The fundamentals of current DNA technology are very largely based on two quite different approaches to studying specific DNA sequences within a complex DNA population


  • DNA cloning. The desired fragment must be selectively amplified so that it is purified essentially to homogeneity. Thereafter, its structure and function can be comprehensively studied, for example by DNA sequencing, in vitro expression studies, etc., and various manipulations can be achieved to change its structure by in vitro mutagenesis.

  • Molecular hybridization. The fragment of interest is not amplified, but instead is specifically detected within a complex mixture of many different sequences. Its chromosomal location can be determined in this way and some information can be gained regarding its structure. If expressed, the sequence of interest can be detected within a complex RNA or cDNA population from specific cells, enabling comprehensive analysis of its expression patterns.

Before DNA cloning, our knowledge of DNA was extremely limited. DNA cloning technology changed all that and revolutionized the study of genetics. Why was DNA cloning such an important technological advance? One important consideration is the tremendous size and complexity of DNA sequences (compared to, say, protein sequences). Individual nuclear DNA molecules contain hundreds of millions of nucleotides. When DNA is isolated from cells using standard methods, these huge molecules are fragmented by shear forces, generating complex mixtures of still very large DNA fragments (typically 50–100 kb long).

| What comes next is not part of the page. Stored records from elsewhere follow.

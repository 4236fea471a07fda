use std::io;
use std::time::Duration;
use thiserror::Error;

#[derive(Error, Debug)]
pub enum SyncError {
    #[error("Failed to connect to {addr}: {source}")]
    Connection {
        addr: String,
        #[source]
        source: io::Error,
    },

    #[error("Protocol error: {0}")]
    Protocol(String),

    #[error("Read timed out after {}ms", .0.as_millis())]
    Timeout(Duration),

    #[error("I/O error: {0}")]
    Io(#[from] io::Error),

    #[error("Server registry error: {0}")]
    Registry(String),

    #[error("VIP record error: {0}")]
    Records(String),

    #[error("Configuration error: {0}")]
    Config(String),
}

pub type Result<T> = std::result::Result<T, SyncError>;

Given the above, how can relatively homogeneous DNA populations be prepared from such a complex starting mixture. In the case of DNA from human cells and a wide variety of complex eukaryotic cells, one early approach had been to separate different classes of DNA fragments according to their base composition. The DNA preparation was submitted to ultracentrifugation in equilibrium density gradients (e.g. in CsCl density gradients). When this was achieved, the DNA was fractionated into a major band (the bulk DNA) and several minor satellite DNA bands. The satellite DNA species have different buoyant densities to the bulk DNA because they have unusual sequences and their base composition is different to the majority of the DNA in cells (these properties in turn reflect the involvement of satellite DNA in specific aspects of chromosome structure and function. Although valuable and interesting, the purified satellite DNAs were, however, a minor component of the genome and did not contain genes.

What DNA cloning offered was a general method for studying any DNA sequence.

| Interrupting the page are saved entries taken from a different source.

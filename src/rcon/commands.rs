//! VIP command vocabulary on top of a [`Session`].
//!
//! Commands are plain text. Replies have no structure beyond what each
//! command documents: `login` answers `SUCCESS` on success, `get vipids`
//! answers a tab-separated listing, `vipadd`/`vipdel` answers are ignored.

use async_trait::async_trait;
use tokio::io::{AsyncRead, AsyncWrite};
use tracing::debug;

use crate::error::Result;
use crate::rcon::session::Session;
use crate::records::VipEntry;

/// Exact reply the server gives to a good password.
pub const LOGIN_SUCCESS: &str = "SUCCESS";

pub fn login_command(password: &str) -> String {
    format!("login {}", password)
}

pub const LIST_VIPS_COMMAND: &str = "get vipids";

/// `vipadd <id> "<name>"` with quotes stripped from the name and the result
/// trimmed, since the server has no escape syntax.
pub fn add_vip_command(identifier: &str, display_name: &str) -> String {
    format!(
        "vipadd {} \"{}\"",
        identifier,
        display_name.replace('"', "").trim()
    )
}

/// `vipdel <id>`, where the id is everything before the first space of a raw
/// listing entry.
pub fn delete_vip_command(raw_entry: &str) -> String {
    format!("vipdel {}", entry_identifier(raw_entry))
}

/// Split a `get vipids` reply into raw entries.
///
/// Fields are tab-separated and empty fields are discarded. The first field is
/// a status/count token, not a VIP, and is dropped. A display name that
/// contains a tab will split into two bogus entries; the wire format offers no
/// way to tell.
pub fn parse_vip_listing(response: &str) -> Vec<String> {
    response
        .split('\t')
        .filter(|field| !field.is_empty())
        .skip(1)
        .map(str::to_string)
        .collect()
}

/// Identifier part of a raw entry: the text before the first space.
pub fn entry_identifier(raw_entry: &str) -> &str {
    raw_entry
        .split_once(' ')
        .map_or(raw_entry, |(identifier, _)| identifier)
}

/// Parse `<id> "<name>"` into a [`VipEntry`], stripping quotes from the name.
/// An entry with no space yields an empty name.
pub fn parse_vip_entry(raw_entry: &str) -> VipEntry {
    let (identifier, name) = raw_entry.split_once(' ').unwrap_or((raw_entry, ""));
    VipEntry::new(identifier, name.replace('"', ""))
}

/// The VIP operations the reconciler needs from a server.
///
/// Implemented by [`Session`]; tests substitute an in-memory console.
#[async_trait]
pub trait VipConsole: Send {
    /// True iff the server answered exactly `SUCCESS`.
    async fn login(&mut self, password: &str) -> Result<bool>;

    /// Raw `<id> "<name>"` entries currently on the server.
    async fn list_vips(&mut self) -> Result<Vec<String>>;

    async fn add_vip(&mut self, identifier: &str, display_name: &str) -> Result<()>;

    /// Remove the VIP a raw listing entry refers to.
    async fn delete_vip(&mut self, raw_entry: &str) -> Result<()>;
}

#[async_trait]
impl<S> VipConsole for Session<S>
where
    S: AsyncRead + AsyncWrite + Unpin + Send,
{
    async fn login(&mut self, password: &str) -> Result<bool> {
        let response = self.request(&login_command(password)).await?;
        Ok(response == LOGIN_SUCCESS)
    }

    async fn list_vips(&mut self) -> Result<Vec<String>> {
        let response = self.request(LIST_VIPS_COMMAND).await?;
        let entries = parse_vip_listing(&response);
        debug!(peer = %self.peer(), count = entries.len(), "listed VIPs");
        Ok(entries)
    }

    async fn add_vip(&mut self, identifier: &str, display_name: &str) -> Result<()> {
        let response = self
            .request(&add_vip_command(identifier, display_name))
            .await?;
        debug!(peer = %self.peer(), %identifier, %response, "vipadd answered");
        Ok(())
    }

    async fn delete_vip(&mut self, raw_entry: &str) -> Result<()> {
        let response = self.request(&delete_vip_command(raw_entry)).await?;
        debug!(peer = %self.peer(), entry = %raw_entry, %response, "vipdel answered");
        Ok(())
    }
}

DNA cloning is a general method of selectively amplifying DNA sequences to generate homogenous DNA populations.

In order to study genes, methods had to be developed to purify them. Because mammalian genomes are complex, any specific gene or DNA fragment of interest normally represents only a tiny fraction of the total DNA in a cell. For example, the β-globin gene comprises only 0.00005% of the 3300 megabases (Mb) of human genomic DNA, and even the massive 2.5 Mb dystrophin gene, the largest gene that has been identified, accounts for only about 0.08% of human genomic DNA.

One way of enriching for gene sequences is to isolate total RNA, or poly(A)+ messenger RNA (mRNA) from suitable cells and convert this to complementary DNA (cDNA) using the enzyme reverse transcriptase. In some cases, this can result in a profound enrichment for specific exonic DNA sequences when the relevant genes are known to be expressed at very high levels in a specific cell type. In most cases, however, the desired gene sequences still represent only a tiny proportion of the total cDNA population.

In order to have a general method of studying a specific DNA sequence within a complex DNA population, the technology of DNA cloning was developed. The essential characteristic of DNA cloning is that the desired DNA fragments must be selectively amplifiedin some way, resulting in a programmed large increase in copy number of selected DNA sequences. In practice, this involves multiple rounds of DNA replication catalyzed by a DNA polymerase acting on one or more types of template DNA molecule. Essentially two different DNA cloning approaches are used:

  • Cell-based DNA cloning. This was the first form of DNA cloning to be developed, and is an in vivo cloning method. The first step in this approach involves attaching foreign DNA fragments in vitro to DNA sequences which are capable of independent replication. The  DNA fragments are then transferred into suitable host cells where they can be propagated selectively. In the past, the term DNA cloning has been used exclusively to signify this particular approach.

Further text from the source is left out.